Another "serious" movement, this begins with low octave C♯'s, which the composer marked as "like low-sounding bells". From these depths arises a melody consisting of a series of minor 3rd pairs in a consistent sixteenth/dotted-eighth rhythm (bearing some similarity to the "Verbunkos" from Bartók's dance suite Contrasts). Both these melodic and rhythmic motives get used throughout the movement. After the initial, mournful presentation of the theme comes a suddenly loud repetition of minor 3rds in the right hand, along with a left hand restatement of the main theme marked "as if panicking". After these more agitated explorations of the theme, a much lighter texture prevails with tremolos accompanying another minor 3rd-centric melody. The piece concludes as the low C♯ "bells" continue their inescapable tolling.

===X. Vivace. Capriccioso===

The most overtly virtuosic movement of Musica ricercata. The seemingly free use of dissonance can be traced to the bitonality between D and C♯, from which many of the conflicting motives are derived. Beginning with a rhythmically driving low chromatic melody (alternating between bars of 2/4 and 3/8), a higher arpeggiated melody is quickly introduced as a secondary theme. After a strong restatement of the opening theme, Ligeti transitions into a set of material labeled "capriccioso e burlesco", which uses an arpeggiated melody with chromatic accompaniment, effectively a combination of the two principal ideas thus far. As Ligeti makes more and more use of the minor second dissonance between the two pitch centers of D and C♯ through further restatements of the first, second, and third themes, tone clusters begin to develop. These clusters aggregate pitches through a section marked "insistent, spiteful" before culminating in a single, large cluster using all chromatic pitch classes except C and D. This is marked to be repeated "often" and played "as if mad". After building to maximum, a rest provides some breathing room before a restatement of the arpeggio theme culminating on the first pitch class of the movement, D.

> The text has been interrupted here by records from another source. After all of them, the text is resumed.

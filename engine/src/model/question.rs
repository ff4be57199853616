use crate::entity::{ChildMerge, Entity};
use crate::normalize::QuestionStatus;
use crate::PlatformId;
use chrono::{DateTime, Utc};
use serde::{Deserialize, Serialize};

/// A customer question about a product.
#[derive(Debug, Clone, PartialEq, Serialize, Deserialize)]
#[serde(rename_all = "camelCase")]
pub struct Question {
    pub platform: PlatformId,
    pub question_id: String,
    pub text: String,
    pub customer_name: Option<String>,
    pub product_name: Option<String>,
    pub product_main_id: Option<String>,
    pub status: QuestionStatus,
    pub created_at: DateTime<Utc>,
    pub answer: Option<String>,
    pub answered_at: Option<DateTime<Utc>>,
    pub public: bool,
}

impl Entity for Question {
    const COLLECTION: &'static str = "questions";

    fn platform(&self) -> &PlatformId {
        &self.platform
    }

    fn key_value(&self) -> String {
        self.question_id.clone()
    }

    fn merge_from(&mut self, incoming: Self) -> ChildMerge {
        *self = incoming;
        ChildMerge::default()
    }
}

In the first performance of Six Bagatelles for Wind Quintet, the last movement (an arrangement of Musica ricercata X) was left out for being too 'dangerous' because of its dissonance and chromaticism.

===XI. (Omaggio a Girolamo Frescobaldi) Andante misurato e tranquillo===

The Baroque composer Girolamo Frescobaldi is regarded as an important innovator in the field of the ricercare, a forerunner of the later fugue form of imitative counterpoint. Indeed, this final movement of Musica ricercata is structured as a loose ricercare or fugue, and was later published in an organ version titled Ricercare per organo – Omaggio a Girolamo Frescobaldi in 1953.

The subject is a tone row employing all twelve chromatic pitches. Successive entrances of the theme occur at the fifth, as in a proper fugue, but always immediately follow the previous complete subject statement. The countersubject, a simple descending chromatic scale, is always heard in a voice immediately following its statement of the subject. Ligeti does not adhere to a great many constraints of fugue, however, as successive entrances often result in a great deal of parallel motion between the voices. Rhythmic values gradually diminish with successive entrances of the subject, setting up a dichotomy between longer and shorter rhythmic values in the middle of the piece. After a series of stretti that extend the outer voices to the very edges of the piano's range, the subject becomes rhythmically fragmented and irregular, eventually alighting on the final pitch class A, with which the entire work began.

==Recordings==

The complete work has been recorded by Pierre-Laurent Aimard (1996), Fredrik Ullén (1998), Noelia Rodiles (2014) and Bruno Vlahek (2020). Selection of movements (IV, III, X, IX, V, VII) recorded by Kit Armstrong (2014).